Evaluation to the English Writing quality, generally should start with from language, content and three aspects of the structure of an article, and the evaluation of its speech quality is often started with from fluent degree (fluency), accuracy (accuracy) and three aspects of complicacy (complexity), complicacy is wherein observed from speech and two aspects of sentence respectively again.External existing composition points-scoring system is not passed judgment on principle because follow such second language writing, thereby it is not strong to the scoring specific aim of Chinese student's english composition, method is ineffective, the scoring of composition can only be adapted to, or automatic scoring can only be adapted to composition in certain examination to English being the student of mother tongue.
Therefore, all there is following shortcoming in above-mentioned three kinds of English composition automatic scoring systems:
1, Chinese student's english composition has the characteristics of himself, more than three kinds of systems automatic scoring specific aim of being used for Chinese student not strong, can not reflect the height of composition level objectively.
2, these three kinds of softwares can not be from the characteristics of comprehensive analysis student english composition.PEG only analyzes text feature the most basic in the composition, and as text size, average speech is long etc., its dependent variable but without analyse: IEA utilizes the Latent Semantic Analysis technology in the information retrieval, the main content of analyzing composition; And E-rater utilizes natural language processing technique, analyzes the syntactic features of composition, keep to the point degree and rhetorical structure, and other concrete variable also without analyse.

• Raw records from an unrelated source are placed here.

//! Common types used throughout the Tandem engine.

use serde::{Deserialize, Serialize};
use std::time::SystemTime;

// Timestamp //
//***********//
/// Wall-clock time in milliseconds since the Unix epoch.
///
/// Row timestamps (`created_at`) and event receipt times use this type so that
/// same-second events still order deterministically.
#[derive(Clone, Copy, Debug, Default, PartialEq, Eq, PartialOrd, Ord, Hash)]
pub struct Timestamp(pub i64);

impl Timestamp {
	pub fn as_millis(self) -> i64 {
		self.0
	}
}

impl std::fmt::Display for Timestamp {
	fn fmt(&self, f: &mut std::fmt::Formatter<'_>) -> std::fmt::Result {
		write!(f, "{}", self.0)
	}
}

impl Serialize for Timestamp {
	fn serialize<S>(&self, serializer: S) -> Result<S::Ok, S::Error>
	where
		S: serde::Serializer,
	{
		serializer.serialize_i64(self.0)
	}
}

impl<'de> Deserialize<'de> for Timestamp {
	fn deserialize<D>(deserializer: D) -> Result<Self, D::Error>
	where
		D: serde::Deserializer<'de>,
	{
		Ok(Timestamp(i64::deserialize(deserializer)?))
	}
}

pub fn now() -> Timestamp {
	let res = SystemTime::now().duration_since(SystemTime::UNIX_EPOCH).unwrap_or_default();
	Timestamp(i64::try_from(res.as_millis()).unwrap_or(i64::MAX))
}

// Row //
//*****//
/// A row as delivered by the remote data service: an opaque JSON object.
pub type Row = serde_json::Value;

#[cfg(test)]
mod tests {
	use super::*;

	#[test]
	fn test_timestamp_ordering() {
		assert!(Timestamp(100) < Timestamp(200));
		assert_eq!(Timestamp(1234).as_millis(), 1234);
	}

	#[test]
	fn test_timestamp_serde() {
		let json = serde_json::to_string(&Timestamp(1234)).unwrap();
		assert_eq!(json, "1234");
		let ts: Timestamp = serde_json::from_str("5678").unwrap();
		assert_eq!(ts, Timestamp(5678));
	}
}

// vim: ts=4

Three, summary of the invention
Purpose of the present invention will overcome the shortcoming of above-mentioned automatic scoring system just, a kind of suitable Chinese student's English composition automatic scoring system is provided, the characteristics of aspects and as judging basis in the composition of this system synthesis, english composition to Chinese student carries out automatic scoring, can realize the extensive scoring of english composition.

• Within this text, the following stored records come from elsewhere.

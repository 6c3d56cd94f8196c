pub use crate::error::{ClResult, Error};
pub use crate::types::{Timestamp, now};

pub use tracing::{debug, debug_span, error, error_span, info, info_span, warn, warn_span};

// vim: ts=4
//! Error type shared by the engine, the chat layer and adapter implementations.

use std::fmt;

pub type ClResult<T> = std::result::Result<T, Error>;

#[derive(Debug)]
pub enum Error {
	NotFound,
	/// Channel failed to open or closed unexpectedly
	Transport(String),
	/// A write (send, mark-as-read, presence update) was rejected
	Mutation(String),
	/// Inbound event is missing a required field or does not decode
	MalformedEvent(String),
	/// Channel-creation callback failed (bad filter, missing config)
	Factory(String),
	ChannelClosed,
	ConfigError(String),
	Parse,
	Internal(String),

	// externals
	Json(serde_json::Error),
}

impl fmt::Display for Error {
	fn fmt(&self, f: &mut fmt::Formatter<'_>) -> fmt::Result {
		match self {
			Error::NotFound => write!(f, "not found"),
			Error::Transport(msg) => write!(f, "transport error: {}", msg),
			Error::Mutation(msg) => write!(f, "mutation failed: {}", msg),
			Error::MalformedEvent(msg) => write!(f, "malformed event: {}", msg),
			Error::Factory(msg) => write!(f, "channel factory failed: {}", msg),
			Error::ChannelClosed => write!(f, "channel closed"),
			Error::ConfigError(msg) => write!(f, "invalid configuration: {}", msg),
			Error::Parse => write!(f, "parse error"),
			Error::Internal(msg) => write!(f, "internal error: {}", msg),
			Error::Json(e) => write!(f, "json error: {}", e),
		}
	}
}

impl std::error::Error for Error {
	fn source(&self) -> Option<&(dyn std::error::Error + 'static)> {
		match self {
			Error::Json(e) => Some(e),
			_ => None,
		}
	}
}

impl From<serde_json::Error> for Error {
	fn from(err: serde_json::Error) -> Self {
		Self::Json(err)
	}
}

impl From<tokio::task::JoinError> for Error {
	fn from(err: tokio::task::JoinError) -> Self {
		Self::Internal(err.to_string())
	}
}

impl Error {
	/// Transient failures the reconnect machinery is allowed to retry
	pub fn is_transient(&self) -> bool {
		matches!(self, Error::Transport(_) | Error::ChannelClosed)
	}
}

#[cfg(test)]
mod tests {
	use super::*;

	#[test]
	fn test_display() {
		assert_eq!(Error::Factory("bad filter".into()).to_string(), "channel factory failed: bad filter");
		assert_eq!(Error::NotFound.to_string(), "not found");
	}

	#[test]
	fn test_transient() {
		assert!(Error::Transport("reset".into()).is_transient());
		assert!(Error::ChannelClosed.is_transient());
		assert!(!Error::Factory("x".into()).is_transient());
		assert!(!Error::Mutation("x".into()).is_transient());
	}

	#[test]
	fn test_from_json() {
		let err: Error = serde_json::from_str::<u32>("nope").map_err(Error::from).unwrap_err();
		assert!(matches!(err, Error::Json(_)));
	}
}

// vim: ts=4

The objective of the invention is to be achieved through the following technical solutions:
A kind of English composition automatic scoring system is characterized in that: it comprises training set, text feature item, regression equation that is formed by one group of english composition set and the computer that has the input and output device; Described training set is stored in the computer by input media; The text feature item is by the information that text analyzing obtains is carried out in the composition in the training set, and with this information as independent variable; Regression equation is with the method for operation of commenting score to carry out multiple regression analysis and set up by statistical model as dependent variable and independent variable as the scholar in the training set; Text analyzing is carried out in the treating scoring composition of input in the computer, the text feature item that obtains as independent variable, through obtaining appraisal result after the regression equation computing, and is shown by the output unit of computer.
Among the present invention, described text feature item comprises speech quality, content quality and the structure of an article quality that can embody the composition feature.Described speech quality comprises fluency, vocabulary complicacy, syntactic complexity and accuracy; Content quality comprises the correlativity of content and the continuity of content; Structure of an article quality comprises discourse structure and paragraph arrangement.

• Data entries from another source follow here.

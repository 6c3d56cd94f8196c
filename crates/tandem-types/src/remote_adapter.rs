//! Remote Data Service Adapter
//!
//! Trait and types for the hosted backend the client engine talks to. The service
//! provides four things:
//!
//! - query/mutate operations against named tables
//! - change feeds: a push subscription keyed by table + filter that delivers
//!   at-least-once, possibly reordered row-change events plus connection status
//!   transitions
//! - presence channels: ephemeral per-channel "who is connected" state
//! - object storage for attachments and avatars
//!
//! The on-wire protocol is owned by the service. Everything here is expressed in
//! terms of "table name, operation kind, row payload".

use async_trait::async_trait;
use serde::{Deserialize, Serialize};
use serde_json::Value;
use std::collections::HashMap;
use std::fmt::Debug;
use std::sync::Arc;

use crate::prelude::*;
use crate::types::Row;
use crate::utils::compare_values;

/// Row change kind
#[derive(Debug, Clone, Copy, PartialEq, Eq, Hash, Serialize, Deserialize)]
#[serde(rename_all = "UPPERCASE")]
pub enum ChangeOp {
	Insert,
	Update,
	Delete,
}

impl std::fmt::Display for ChangeOp {
	fn fmt(&self, f: &mut std::fmt::Formatter<'_>) -> std::fmt::Result {
		match self {
			ChangeOp::Insert => write!(f, "INSERT"),
			ChangeOp::Update => write!(f, "UPDATE"),
			ChangeOp::Delete => write!(f, "DELETE"),
		}
	}
}

/// A single row-change notification. Transient: consumed by the owning view as soon
/// as it arrives.
///
/// For `Delete` the payload carries at least the key field of the removed row.
#[derive(Debug, Clone, PartialEq)]
pub struct ChangeEvent<T = Row> {
	pub operation: ChangeOp,
	pub payload: T,
	pub received_at: Timestamp,
}

impl<T> ChangeEvent<T> {
	pub fn new(operation: ChangeOp, payload: T) -> Self {
		Self { operation, payload, received_at: now() }
	}

	pub fn insert(payload: T) -> Self {
		Self::new(ChangeOp::Insert, payload)
	}

	pub fn update(payload: T) -> Self {
		Self::new(ChangeOp::Update, payload)
	}

	pub fn delete(payload: T) -> Self {
		Self::new(ChangeOp::Delete, payload)
	}

	/// Convert the payload, keeping operation and receipt time.
	pub fn try_map<U, F>(self, f: F) -> ClResult<ChangeEvent<U>>
	where
		F: FnOnce(T) -> ClResult<U>,
	{
		Ok(ChangeEvent {
			operation: self.operation,
			payload: f(self.payload)?,
			received_at: self.received_at,
		})
	}
}

/// Connection status transitions reported by a channel
#[derive(Debug, Clone, PartialEq, Eq)]
pub enum ChannelStatus {
	Connecting,
	Connected,
	Closed,
	Error(String),
}

impl ChannelStatus {
	/// Closed and Error are the transitions that trigger reconnection
	pub fn is_failure(&self) -> bool {
		matches!(self, ChannelStatus::Closed | ChannelStatus::Error(_))
	}
}

/// Query filter for selecting rows.
///
/// A row matches if ALL specified conditions are satisfied (AND logic).
#[derive(Debug, Clone, Default, PartialEq, Serialize, Deserialize)]
pub struct QueryFilter {
	/// Field equality constraints: field_name -> expected_value
	#[serde(default, skip_serializing_if = "HashMap::is_empty")]
	pub equals: HashMap<String, Value>,

	/// Field not-equal constraints: field_name -> expected_value
	#[serde(default, skip_serializing_if = "HashMap::is_empty", rename = "notEquals")]
	pub not_equals: HashMap<String, Value>,

	/// Field in-array constraints: field_name -> array of allowed values
	#[serde(default, skip_serializing_if = "HashMap::is_empty", rename = "inArray")]
	pub in_array: HashMap<String, Vec<Value>>,
}

impl QueryFilter {
	/// Create a new empty filter (matches all rows).
	pub fn new() -> Self {
		Self::default()
	}

	/// Create a filter with a single equality constraint.
	pub fn equals_one(field: impl Into<String>, value: impl Into<Value>) -> Self {
		Self::new().with_equals(field, value)
	}

	/// Add an equality constraint to this filter (builder pattern).
	pub fn with_equals(mut self, field: impl Into<String>, value: impl Into<Value>) -> Self {
		self.equals.insert(field.into(), value.into());
		self
	}

	/// Add a not-equal constraint to this filter (builder pattern).
	pub fn with_not_equals(mut self, field: impl Into<String>, value: impl Into<Value>) -> Self {
		self.not_equals.insert(field.into(), value.into());
		self
	}

	/// Add an in-array constraint to this filter (builder pattern).
	pub fn with_in_array(mut self, field: impl Into<String>, values: Vec<Value>) -> Self {
		self.in_array.insert(field.into(), values);
		self
	}

	/// Check if this filter is empty (matches all rows).
	pub fn is_empty(&self) -> bool {
		self.equals.is_empty() && self.not_equals.is_empty() && self.in_array.is_empty()
	}

	/// Check if a row matches this filter
	pub fn matches(&self, row: &Value) -> bool {
		for (field, expected) in &self.equals {
			match row.get(field) {
				Some(actual) if actual == expected => {}
				_ => return false,
			}
		}

		// Missing fields are inherently "not equal"
		for (field, expected) in &self.not_equals {
			if row.get(field).is_some_and(|actual| actual == expected) {
				return false;
			}
		}

		for (field, allowed) in &self.in_array {
			match row.get(field) {
				Some(actual) if allowed.contains(actual) => {}
				_ => return false,
			}
		}

		true
	}
}

/// Sort order for a field.
#[derive(Debug, Clone, PartialEq, Serialize, Deserialize)]
pub struct SortField {
	pub field: String,
	pub ascending: bool,
}

impl SortField {
	pub fn asc(field: impl Into<String>) -> Self {
		Self { field: field.into(), ascending: true }
	}

	pub fn desc(field: impl Into<String>) -> Self {
		Self { field: field.into(), ascending: false }
	}

	/// Compare two rows on this field
	pub fn compare(&self, a: &Value, b: &Value) -> std::cmp::Ordering {
		let ord = compare_values(a.get(&self.field), b.get(&self.field));
		if self.ascending { ord } else { ord.reverse() }
	}
}

/// Options for querying rows (filter, sort, limit).
#[derive(Debug, Clone, Default)]
pub struct QueryOptions {
	pub filter: QueryFilter,
	pub sort: Vec<SortField>,
	pub limit: Option<u32>,
}

impl QueryOptions {
	pub fn new() -> Self {
		Self::default()
	}

	pub fn with_filter(mut self, filter: QueryFilter) -> Self {
		self.filter = filter;
		self
	}

	pub fn with_sort(mut self, sort: SortField) -> Self {
		self.sort.push(sort);
		self
	}

	pub fn with_limit(mut self, limit: u32) -> Self {
		self.limit = Some(limit);
		self
	}
}

/// Write operation kind
#[derive(Debug, Clone, Copy, PartialEq, Eq, Serialize, Deserialize)]
#[serde(rename_all = "UPPERCASE")]
pub enum MutationOp {
	Insert,
	Update,
	Delete,
}

/// A write against a named table.
///
/// - `Insert`: `payload` is the new row, `filter` is ignored
/// - `Update`: fields of `payload` are written to every row matching `filter`
/// - `Delete`: every row matching `filter` is removed, `payload` is ignored
#[derive(Debug, Clone, PartialEq)]
pub struct Mutation {
	pub table: Box<str>,
	pub op: MutationOp,
	pub filter: QueryFilter,
	pub payload: Value,
}

impl Mutation {
	pub fn insert(table: impl Into<Box<str>>, payload: Value) -> Self {
		Self { table: table.into(), op: MutationOp::Insert, filter: QueryFilter::new(), payload }
	}

	pub fn update(table: impl Into<Box<str>>, filter: QueryFilter, payload: Value) -> Self {
		Self { table: table.into(), op: MutationOp::Update, filter, payload }
	}

	pub fn delete(table: impl Into<Box<str>>, filter: QueryFilter) -> Self {
		Self { table: table.into(), op: MutationOp::Delete, filter, payload: Value::Null }
	}
}

pub type EventCallback = Arc<dyn Fn(ChangeEvent) + Send + Sync>;
pub type StatusCallback = Arc<dyn Fn(ChannelStatus) + Send + Sync>;

/// Callbacks for a change feed channel
#[derive(Clone)]
pub struct ChangeHandlers {
	pub on_event: EventCallback,
	pub on_status: StatusCallback,
}

impl ChangeHandlers {
	pub fn new<E, S>(on_event: E, on_status: S) -> Self
	where
		E: Fn(ChangeEvent) + Send + Sync + 'static,
		S: Fn(ChannelStatus) + Send + Sync + 'static,
	{
		Self { on_event: Arc::new(on_event), on_status: Arc::new(on_status) }
	}
}

impl Debug for ChangeHandlers {
	fn fmt(&self, f: &mut std::fmt::Formatter<'_>) -> std::fmt::Result {
		f.debug_struct("ChangeHandlers").finish_non_exhaustive()
	}
}

/// Handle to a live push subscription. Dropping the handle does not close the
/// channel; `close` must be called explicitly.
pub trait Channel: Debug + Send + Sync {
	/// Channel topic name, for logging
	fn topic(&self) -> &str;

	/// Stop delivery and release the underlying connection
	fn close(&self) -> ClResult<()>;
}

/// Full presence state: presence key -> list of metas announced under that key
/// (one per connected tab/device).
pub type PresenceState = HashMap<String, Vec<Value>>;

pub type PresenceSyncCallback = Arc<dyn Fn(PresenceState) + Send + Sync>;
pub type PresenceDeltaCallback = Arc<dyn Fn(&str, &[Value]) + Send + Sync>;

/// Callbacks for a presence channel
#[derive(Clone)]
pub struct PresenceHandlers {
	pub on_sync: PresenceSyncCallback,
	pub on_join: PresenceDeltaCallback,
	pub on_leave: PresenceDeltaCallback,
	pub on_status: StatusCallback,
}

impl Debug for PresenceHandlers {
	fn fmt(&self, f: &mut std::fmt::Formatter<'_>) -> std::fmt::Result {
		f.debug_struct("PresenceHandlers").finish_non_exhaustive()
	}
}

/// Presence channel: a channel that can also announce local presence.
#[async_trait]
pub trait PresenceChannel: Channel {
	/// Announce local presence with the given meta payload
	async fn track(&self, payload: Value) -> ClResult<()>;

	/// Withdraw local presence
	async fn untrack(&self) -> ClResult<()>;
}

/// Remote Data Service Adapter trait.
///
/// Channel-opening methods are synchronous: they return a handle immediately and
/// report progress through the status callback (Connecting, then Connected or
/// Error). An `Err` from them means the channel could not even be described
/// (bad filter, missing configuration) and is not retried.
#[async_trait]
pub trait RemoteAdapter: Debug + Send + Sync {
	/// Query rows of a table with optional filtering, sorting and limit.
	async fn query(&self, table: &str, opts: QueryOptions) -> ClResult<Vec<Row>>;

	/// Apply a write. Returns the rows written (inserted, updated or deleted).
	async fn mutate(&self, mutation: Mutation) -> ClResult<Vec<Row>>;

	/// Open a change feed for rows of `table` matching `filter`.
	fn subscribe_changes(
		&self,
		table: &str,
		filter: QueryFilter,
		handlers: ChangeHandlers,
	) -> ClResult<Arc<dyn Channel>>;

	/// Open a presence channel by name.
	fn presence_channel(
		&self,
		name: &str,
		handlers: PresenceHandlers,
	) -> ClResult<Arc<dyn PresenceChannel>>;

	/// Store an object and return its public URL.
	async fn upload_object(
		&self,
		bucket: &str,
		path: &str,
		bytes: Vec<u8>,
		content_type: &str,
	) -> ClResult<String>;
}

#[cfg(test)]
mod tests {
	use super::*;
	use serde_json::json;

	#[test]
	fn test_filter_matches() {
		let filter = QueryFilter::equals_one("conversation_id", "c1").with_not_equals("sender_id", "me");
		assert!(filter.matches(&json!({ "conversation_id": "c1", "sender_id": "you" })));
		assert!(filter.matches(&json!({ "conversation_id": "c1" })));
		assert!(!filter.matches(&json!({ "conversation_id": "c1", "sender_id": "me" })));
		assert!(!filter.matches(&json!({ "conversation_id": "c2", "sender_id": "you" })));
	}

	#[test]
	fn test_filter_in_array() {
		let filter = QueryFilter::new().with_in_array("status", vec![json!("online"), json!("away")]);
		assert!(filter.matches(&json!({ "status": "away" })));
		assert!(!filter.matches(&json!({ "status": "offline" })));
		assert!(!filter.matches(&json!({})));
	}

	#[test]
	fn test_empty_filter_matches_all() {
		assert!(QueryFilter::new().is_empty());
		assert!(QueryFilter::new().matches(&json!({ "anything": 1 })));
	}

	#[test]
	fn test_sort_field_compare() {
		let a = json!({ "created_at": 100 });
		let b = json!({ "created_at": 200 });
		assert_eq!(SortField::asc("created_at").compare(&a, &b), std::cmp::Ordering::Less);
		assert_eq!(SortField::desc("created_at").compare(&a, &b), std::cmp::Ordering::Greater);
	}

	#[test]
	fn test_change_event_try_map() {
		let event = ChangeEvent::insert(json!({ "id": 7 }));
		let mapped = event
			.try_map(|row| row.get("id").and_then(Value::as_u64).ok_or(Error::Parse))
			.unwrap();
		assert_eq!(mapped.operation, ChangeOp::Insert);
		assert_eq!(mapped.payload, 7);
	}

	#[test]
	fn test_status_failure() {
		assert!(ChannelStatus::Closed.is_failure());
		assert!(ChannelStatus::Error("x".into()).is_failure());
		assert!(!ChannelStatus::Connected.is_failure());
		assert!(!ChannelStatus::Connecting.is_failure());
	}
}

// vim: ts=4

Independent variable described in the present invention comprises following 14: the class symbol number of reflection fluency; Average speech length, the long standard deviation of speech and the noun vocabulary ratio of reflection vocabulary complicacy; The mean sentence length and the gerund number of reflection syntactic complexity; Reproduction speech clump number, preposition frequency error, definite article frequency error, the noun pronoun ratio of reflection accuracy; The content similarity of the correlativity of reflection content; The procedure Term number of reflection continuity of content; The language piece of writing of reflection discourse structure connects the language number; The paragraph that the reflection paragraph is arranged is counted error.
Variable-definition is as follows separately among the present invention:
1) class symbol number: class symbol (word types) number that refers in the text to be comprised.
2) average speech is long: the average length (calculating with the alphabetical number that is comprised in the word) that refers to all vocabulary in the text.
3) the long standard deviation of speech: the standard deviation of the length of the vocabulary that refers in the text to be comprised (calculating) with the alphabetical number that is comprised in the word.
4) noun vocabulary ratio: the ratio that refers to noun vocabulary in the text (ion ,-ment etc.) and total speech number.
5) mean sentence length: the average length (number of words of pressing in the sentence is calculated) that refers to all sentences in the text.
6) gerund number: refer in the text speech number with-ing ending.
7) reappear speech clump number: refer to occur in the best set (in the sampling sample score the highest 1/4) in the training set number of times that the speech clump (word clusters) of the 3-4 speech more than 3 times occurs in text.
8) preposition frequency error: refer to that the ratio ratio of total speech number (the preposition number with) of preposition deducts the absolute value of 13.21% back institute value.
9) definite article frequency error: specify the ratio ratio of total speech number (the definite article number with) of article to deduct the absolute value of 6.5% back institute value.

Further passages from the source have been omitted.